> **TASK DESCRIPTION**:
Only the first line of the listing and the lines after it, up to and including the one containing "переиспользовать значение после", should be retyped exactly.

*** PROVIDED RECORDS ***

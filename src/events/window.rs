use serde::{Deserialize, Serialize};
use std::fmt;
use std::time::Instant;

/// Непрозрачный идентификатор окна ОС (HWND на Windows).
///
/// Не является стабильным ключом: ОС может переиспользовать значение после
/// уничтожения окна, поэтому хэндл действителен только в пределах снимка,
/// в котором был получен.
#[derive(Debug, Clone, Copy, PartialEq, Eq, Hash, PartialOrd, Ord, Serialize, Deserialize)]
pub struct WindowHandle(isize);

impl WindowHandle {
    pub const fn from_raw(raw: isize) -> Self {
        Self(raw)
    }

    pub fn raw(&self) -> isize {
        self.0
    }

    pub fn is_null(&self) -> bool {
        self.0 == 0
    }
}

impl fmt::Display for WindowHandle {
    fn fmt(&self, f: &mut fmt::Formatter<'_>) -> fmt::Result {
        write!(f, "0x{:X}", self.0)
    }
}

/// Идентификатор монитора (HMONITOR на Windows)
#[derive(Debug, Clone, Copy, PartialEq, Eq, Hash, Serialize, Deserialize)]
pub struct MonitorHandle(isize);

impl MonitorHandle {
    pub const fn from_raw(raw: isize) -> Self {
        Self(raw)
    }

    pub fn raw(&self) -> isize {
        self.0
    }
}

impl fmt::Display for MonitorHandle {
    fn fmt(&self, f: &mut fmt::Formatter<'_>) -> fmt::Result {
        write!(f, "monitor#{:X}", self.0)
    }
}

/// Экранный прямоугольник в целых координатах (правый и нижний края не входят)
#[derive(Debug, Clone, Copy, Default, PartialEq, Eq, Hash, Serialize, Deserialize)]
pub struct Rect {
    pub left: i32,
    pub top: i32,
    pub right: i32,
    pub bottom: i32,
}

impl Rect {
    pub const fn new(left: i32, top: i32, right: i32, bottom: i32) -> Self {
        Self {
            left,
            top,
            right,
            bottom,
        }
    }

    pub const fn from_size(left: i32, top: i32, width: i32, height: i32) -> Self {
        Self::new(left, top, left + width, top + height)
    }

    pub fn width(&self) -> i32 {
        self.right - self.left
    }

    pub fn height(&self) -> i32 {
        self.bottom - self.top
    }

    /// Покрывает ли прямоугольник другой целиком. Совпадение краёв считается покрытием.
    pub fn covers(&self, other: &Rect) -> bool {
        self.left <= other.left
            && self.top <= other.top
            && self.right >= other.right
            && self.bottom >= other.bottom
    }

    /// Площадь пересечения, 0 если прямоугольники не пересекаются
    pub fn intersection_area(&self, other: &Rect) -> i64 {
        let width = self.right.min(other.right) - self.left.max(other.left);
        let height = self.bottom.min(other.bottom) - self.top.max(other.top);
        if width <= 0 || height <= 0 {
            0
        } else {
            i64::from(width) * i64::from(height)
        }
    }
}

impl fmt::Display for Rect {
    fn fmt(&self, f: &mut fmt::Formatter<'_>) -> fmt::Result {
        write!(
            f,
            "({}, {})-({}, {}) {}x{}",
            self.left,
            self.top,
            self.right,
            self.bottom,
            self.width(),
            self.height()
        )
    }
}

/// Состояние размещения окна (showCmd из WINDOWPLACEMENT)
#[derive(Debug, Clone, Copy, PartialEq, Eq, Hash, Serialize, Deserialize)]
pub enum ShowState {
    Normal,
    Minimized,
    Maximized,
}

/// Запрос на смену состояния окна
#[derive(Debug, Clone, Copy, PartialEq, Eq, Hash)]
pub enum WindowCommand {
    Minimize,
    Restore,
}

/// Геометрия монитора
#[derive(Debug, Clone, Copy, PartialEq, Eq)]
pub struct MonitorInfo {
    pub bounds: Rect,
    /// Часть монитора без панели задач и прочего зарезервированного ОС пространства
    pub work_area: Rect,
}

/// Снимок одного окна верхнего уровня.
///
/// Запись неизменяема: новый проход перечисления создаёт новые записи,
/// существующие никогда не дописываются.
#[derive(Debug, Clone, PartialEq, Eq)]
pub struct WindowRecord {
    pub handle: WindowHandle,
    pub process_id: u32,
    pub process_name: String,
    pub title: String,
    pub show_state: ShowState,
    pub monitor: MonitorHandle,
    pub bounds: Rect,
    pub visible: bool,
    pub is_system_window: bool,
    pub captured_at: Instant,
}

impl WindowRecord {
    pub fn is_valid(&self) -> bool {
        !self.handle.is_null() && self.visible && !self.is_system_window
    }

    pub fn is_maximized(&self) -> bool {
        self.show_state == ShowState::Maximized
    }

    pub fn is_minimized(&self) -> bool {
        self.show_state == ShowState::Minimized
    }

    /// Окно развернуто и покрывает рабочую область монитора
    pub fn is_full_screen(&self, monitor: &MonitorInfo) -> bool {
        self.is_valid() && self.is_maximized() && self.bounds.covers(&monitor.work_area)
    }
}

impl fmt::Display for WindowRecord {
    fn fmt(&self, f: &mut fmt::Formatter<'_>) -> fmt::Result {
        write!(
            f,
            "{} \"{}\" ({}, pid {})",
            self.handle, self.title, self.process_name, self.process_id
        )
    }
}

*** End of PROVIDED RECORDS ***

> **RESULT**:
filename src/events/window.rs
use serde::{Deserialize, Serialize};
use std::fmt;
use std::time::Instant;

/// Непрозрачный идентификатор окна ОС (HWND на Windows).
///
/// Не является стабильным ключом: ОС может переиспользовать значение после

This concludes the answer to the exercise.